**INSTRUCTIONS TO FOLLOW**
Starting with the first line of the records, write out each line exactly until you have included the line containing "let (db_exec, db_conn)".

**DATA RECORDS**
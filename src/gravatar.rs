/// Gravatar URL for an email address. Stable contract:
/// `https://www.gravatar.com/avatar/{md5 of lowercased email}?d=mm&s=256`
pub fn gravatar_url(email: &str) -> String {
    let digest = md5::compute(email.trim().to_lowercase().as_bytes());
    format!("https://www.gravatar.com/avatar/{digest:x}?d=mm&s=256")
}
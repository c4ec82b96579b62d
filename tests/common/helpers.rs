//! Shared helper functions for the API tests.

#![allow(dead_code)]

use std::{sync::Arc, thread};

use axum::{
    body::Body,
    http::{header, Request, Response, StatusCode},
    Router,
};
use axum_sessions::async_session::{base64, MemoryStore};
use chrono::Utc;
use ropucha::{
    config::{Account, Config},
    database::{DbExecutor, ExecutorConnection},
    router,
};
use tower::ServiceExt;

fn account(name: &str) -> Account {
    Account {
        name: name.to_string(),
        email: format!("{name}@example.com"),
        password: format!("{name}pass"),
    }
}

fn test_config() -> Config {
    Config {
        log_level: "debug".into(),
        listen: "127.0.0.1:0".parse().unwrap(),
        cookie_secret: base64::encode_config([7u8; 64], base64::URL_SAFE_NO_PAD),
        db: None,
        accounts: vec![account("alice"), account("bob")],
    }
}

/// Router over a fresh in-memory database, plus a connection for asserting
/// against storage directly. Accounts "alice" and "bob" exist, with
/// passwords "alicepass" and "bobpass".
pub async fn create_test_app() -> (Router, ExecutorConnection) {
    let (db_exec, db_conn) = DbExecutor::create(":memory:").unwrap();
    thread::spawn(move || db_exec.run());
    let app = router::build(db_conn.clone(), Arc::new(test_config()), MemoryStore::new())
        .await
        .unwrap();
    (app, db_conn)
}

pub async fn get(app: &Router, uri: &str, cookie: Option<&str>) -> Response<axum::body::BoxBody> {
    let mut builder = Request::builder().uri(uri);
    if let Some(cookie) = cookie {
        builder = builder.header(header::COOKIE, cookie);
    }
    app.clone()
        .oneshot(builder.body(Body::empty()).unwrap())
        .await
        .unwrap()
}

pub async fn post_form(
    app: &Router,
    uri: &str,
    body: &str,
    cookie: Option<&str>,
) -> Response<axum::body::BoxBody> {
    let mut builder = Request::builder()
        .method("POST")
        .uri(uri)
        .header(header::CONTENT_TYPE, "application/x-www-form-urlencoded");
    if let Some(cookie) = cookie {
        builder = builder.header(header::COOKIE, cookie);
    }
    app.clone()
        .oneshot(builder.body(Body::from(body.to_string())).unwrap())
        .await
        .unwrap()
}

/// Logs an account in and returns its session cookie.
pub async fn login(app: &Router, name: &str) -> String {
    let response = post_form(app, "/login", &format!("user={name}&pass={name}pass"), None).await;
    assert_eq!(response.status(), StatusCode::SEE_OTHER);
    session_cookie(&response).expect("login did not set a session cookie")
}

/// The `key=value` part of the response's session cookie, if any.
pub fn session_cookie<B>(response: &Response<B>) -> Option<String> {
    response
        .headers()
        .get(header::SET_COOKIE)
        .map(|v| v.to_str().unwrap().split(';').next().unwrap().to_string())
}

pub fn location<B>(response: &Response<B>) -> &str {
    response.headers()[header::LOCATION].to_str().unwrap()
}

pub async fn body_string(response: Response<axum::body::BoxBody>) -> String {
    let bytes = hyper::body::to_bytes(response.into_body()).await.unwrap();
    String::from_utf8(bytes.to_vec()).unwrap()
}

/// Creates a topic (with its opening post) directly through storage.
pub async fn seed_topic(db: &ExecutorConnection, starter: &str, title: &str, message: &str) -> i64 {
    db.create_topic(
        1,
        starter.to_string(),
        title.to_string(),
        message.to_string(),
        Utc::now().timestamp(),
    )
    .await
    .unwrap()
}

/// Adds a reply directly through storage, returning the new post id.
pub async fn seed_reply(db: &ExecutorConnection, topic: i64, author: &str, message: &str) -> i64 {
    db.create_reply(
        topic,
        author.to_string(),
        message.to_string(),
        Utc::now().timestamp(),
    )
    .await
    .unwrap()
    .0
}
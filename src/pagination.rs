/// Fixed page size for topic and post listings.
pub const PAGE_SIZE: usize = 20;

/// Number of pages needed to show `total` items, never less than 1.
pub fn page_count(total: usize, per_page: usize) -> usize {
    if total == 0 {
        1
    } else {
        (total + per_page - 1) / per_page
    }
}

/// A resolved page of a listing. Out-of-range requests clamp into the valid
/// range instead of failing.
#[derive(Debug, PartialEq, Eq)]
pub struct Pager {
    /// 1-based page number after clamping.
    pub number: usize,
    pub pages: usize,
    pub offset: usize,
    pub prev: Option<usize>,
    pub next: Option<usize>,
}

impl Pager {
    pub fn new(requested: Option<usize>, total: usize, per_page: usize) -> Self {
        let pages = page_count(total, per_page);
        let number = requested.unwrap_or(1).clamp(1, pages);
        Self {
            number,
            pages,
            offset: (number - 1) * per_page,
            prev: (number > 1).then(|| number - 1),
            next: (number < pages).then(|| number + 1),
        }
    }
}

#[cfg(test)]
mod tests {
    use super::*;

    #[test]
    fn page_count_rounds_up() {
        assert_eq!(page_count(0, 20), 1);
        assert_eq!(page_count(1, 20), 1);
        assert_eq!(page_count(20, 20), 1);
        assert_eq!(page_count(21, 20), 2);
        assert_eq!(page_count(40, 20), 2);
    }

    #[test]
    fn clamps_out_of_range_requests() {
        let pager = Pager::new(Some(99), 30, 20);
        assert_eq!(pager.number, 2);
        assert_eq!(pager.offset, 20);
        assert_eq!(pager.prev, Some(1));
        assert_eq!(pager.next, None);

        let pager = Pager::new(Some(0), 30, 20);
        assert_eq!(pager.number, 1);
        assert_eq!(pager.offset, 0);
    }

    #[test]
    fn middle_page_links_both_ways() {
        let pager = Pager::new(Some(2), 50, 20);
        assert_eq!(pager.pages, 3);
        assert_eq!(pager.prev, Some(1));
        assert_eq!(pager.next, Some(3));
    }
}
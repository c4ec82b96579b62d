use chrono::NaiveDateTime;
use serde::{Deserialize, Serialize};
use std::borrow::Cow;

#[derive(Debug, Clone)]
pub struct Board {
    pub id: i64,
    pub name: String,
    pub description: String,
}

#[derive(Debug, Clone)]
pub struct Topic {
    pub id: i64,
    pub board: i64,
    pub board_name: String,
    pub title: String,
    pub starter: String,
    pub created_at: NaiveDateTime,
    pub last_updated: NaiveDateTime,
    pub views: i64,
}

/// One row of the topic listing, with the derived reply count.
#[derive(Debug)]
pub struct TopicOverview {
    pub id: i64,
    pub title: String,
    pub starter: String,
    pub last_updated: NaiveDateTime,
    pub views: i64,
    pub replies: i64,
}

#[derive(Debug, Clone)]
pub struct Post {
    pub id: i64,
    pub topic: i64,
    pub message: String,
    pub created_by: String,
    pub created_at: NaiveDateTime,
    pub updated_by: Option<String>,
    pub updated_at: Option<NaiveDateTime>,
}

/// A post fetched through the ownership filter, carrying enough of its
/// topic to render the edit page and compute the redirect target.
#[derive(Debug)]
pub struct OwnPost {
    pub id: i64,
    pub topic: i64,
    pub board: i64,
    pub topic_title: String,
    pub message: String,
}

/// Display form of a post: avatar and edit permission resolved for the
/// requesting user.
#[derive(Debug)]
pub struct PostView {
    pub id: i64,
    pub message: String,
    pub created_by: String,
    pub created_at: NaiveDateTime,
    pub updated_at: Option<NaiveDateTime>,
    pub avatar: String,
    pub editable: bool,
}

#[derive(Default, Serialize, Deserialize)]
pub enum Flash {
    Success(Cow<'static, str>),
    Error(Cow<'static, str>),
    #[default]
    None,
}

**SOLUTION FOR THIS PROBLEM**
filename src/gravatar.rs
/// Gravatar URL for an email address. Stable contract:
/// `https://www.gravatar.com/avatar/{md5 of lowercased email}?d=mm&s=256`
pub fn gravatar_url(email: &str) -> String {
    let digest = md5::compute(email.trim().to_lowercase().as_bytes());
    format!("https://www.gravatar.com/avatar/{digest:x}?d=mm&s=256")
}
repository c4ec82b96579b62d
filename tests/common/helpers.rs
//! Shared helper functions for the API tests.

#![allow(dead_code)]

use std::{sync::Arc, thread};

use axum::{
    body::Body,
    http::{header, Request, Response, StatusCode},
    Router,
};
use axum_sessions::async_session::{base64, MemoryStore};
use chrono::Utc;
use ropucha::{
    config::{Account, Config},
    database::{DbExecutor, ExecutorConnection},
    router,
};
use tower::ServiceExt;

fn account(name: &str) -> Account {
    Account {
        name: name.to_string(),
        email: format!("{name}@example.com"),
        password: format!("{name}pass"),
    }
}

fn test_config() -> Config {
    Config {
        log_level: "debug".into(),
        listen: "127.0.0.1:0".parse().unwrap(),
        cookie_secret: base64::encode_config([7u8; 64], base64::URL_SAFE_NO_PAD),
        db: None,
        accounts: vec![account("alice"), account("bob")],
    }
}

/// Router over a fresh in-memory database, plus a connection for asserting
/// against storage directly. Accounts "alice" and "bob" exist, with
/// passwords "alicepass" and "bobpass".
pub async fn create_test_app() -> (Router, ExecutorConnection) {
    let (db_exec, db_conn) = DbExecutor::create(":memory:").unwrap();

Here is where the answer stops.